Ripidius primordialis, STEIN, 1877

RIPIDIUS CF. PRIMORDIALIS STEIN, 1877

Specimen: Male of ‘ Ripiphorus ’ sensu Berendt (1845) and Kaupp et al. (2001), preserved in a piece of Baltic amber, ex. collection Edmund Berendt (MNHUB, Item no.: MB.I.6564). Kaupp et al. (2001, fide Hieke & Pietrzeniuk, 1984) mentions the specimen was ‘broken into pieces’. The specimen was subsequently glued together by the curator Dr Christian Neumann (Museum für Naturkunde, Leibniz- Institut für Evolutions und Biodiversitätsforschung an der Humboldt-Universität, Berlin) to allow its examination.

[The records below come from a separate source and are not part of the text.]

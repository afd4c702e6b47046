//! Project configuration and source discovery.

mod locator;
mod options;

pub use locator::{FsLocator, LocateError, LocatedSource, MemoryLocator, SourceLocator};
pub use options::CompileOptions;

Diagnosis (based on photomicrographs Fig. 8A–D): Head globular; compound eyes large, expanded ventrally and dorsally, coarsely faceted; postocular ommatidia indiscernible; labial palpi and mandibles absent; maxillary palpi reduced, placed ventrally adjacent to each other, each palpus consists of one long, terminal palpomere and several times shorter basal palpomere; antennae 11-segmented, uniflabellate; antennomeres I–III simple, without projections; antennomeres IV–XI each with long, compressed ramus; elytra much shorter than abdomen, with rounded apices, widely separated from each other, longer than wide; metathorax with obvious triangular metascutellum; basal shaft of metatrochanters projects greatly beyond metathorax; metatibial spurs and spiniform setae on apex of metatibia absent.

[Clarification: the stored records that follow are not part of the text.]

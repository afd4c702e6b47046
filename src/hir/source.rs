//! File set management for module sources.

use std::path::{Path, PathBuf};
use std::sync::Arc;
use indexmap::IndexMap;
use parking_lot::RwLock;

use crate::base::FileId;

/// Maps module source paths to FileIds and keeps their text.
///
/// Every module the registry loads is registered here, so diagnostics can
/// be rendered with a path and a line/column after the fact.
#[derive(Debug, Default)]
pub struct FileSet {
    inner: RwLock<FileSetInner>,
}

#[derive(Debug, Default)]
struct FileSetInner {
    path_to_id: IndexMap<PathBuf, FileId>,
    id_to_path: IndexMap<FileId, PathBuf>,
    contents: IndexMap<FileId, Arc<str>>,
    next_id: u32,
}

impl FileSet {
    pub fn new() -> Self {
        Self::default()
    }

    /// Get or create a FileId for a path.
    pub fn file_id(&self, path: &Path) -> FileId {
        {
            let inner = self.inner.read();
            if let Some(&id) = inner.path_to_id.get(path) {
                return id;
            }
        }

        let mut inner = self.inner.write();

        // Double-check
        if let Some(&id) = inner.path_to_id.get(path) {
            return id;
        }

        let id = FileId::new(inner.next_id);
        inner.next_id += 1;
        inner.path_to_id.insert(path.to_owned(), id);
        inner.id_to_path.insert(id, path.to_owned());
        id
    }

    pub fn path(&self, file: FileId) -> Option<PathBuf> {
        self.inner.read().id_to_path.get(&file).cloned()
    }

    pub fn set_contents(&self, file: FileId, contents: impl Into<Arc<str>>) {
        self.inner.write().contents.insert(file, contents.into());
    }

    pub fn contents(&self, file: FileId) -> Option<Arc<str>> {
        self.inner.read().contents.get(&file).cloned()
    }

    pub fn len(&self) -> usize {
        self.inner.read().path_to_id.len()
    }

    pub fn is_empty(&self) -> bool {
        self.len() == 0
    }
}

Identification: Examined photomicrographs show that Berendt’s ‘ Ripiphorus ’ do not belong to any genus of the subfamily Ripiphorinae [see remarks in Kaupp et al. (2001)], but is a male of the subfamily Ripidiinae , tribe Ripidiini . Its set of characters [e.g. two-segmented maxillary palpi and 11-segmented antennae (formula 3 + 8)] fits the definition of the genus Ripidius Thunberg, 1806 , with the exception of the putative absence of postocular ommatidia (the presence or number of which is no longer considered a generic character in some studies, e.g. Viana, 1958; Batelka et al., 2011). Unlike in the Berendt specimen, in Ripiphorinae the eyes are always widely separated, elliptical, and finely faceted, mouthparts are fully developed, antennomeres IV–X in males are biflabellate (each respective antennomere bears two long, thread-like or flattened rami), elytra are either scale-like or triangular, and always touch each other at their base, and metatibial spurs and apical spiniform setae are present. Irrespective of the details of all the characters mentioned above, the two subfamilies are dissimilar in habitus, so their misidentification is impossible once the researcher is familiar with the systematics of this family. Males of Ripidius are abundant in Baltic amber ( Kaupp et al., 2001; Batelka et al., 2011; Batelka, unpublished data), but their specific identifications have never been investigated since the description of R. primordialis , and are in need of revision.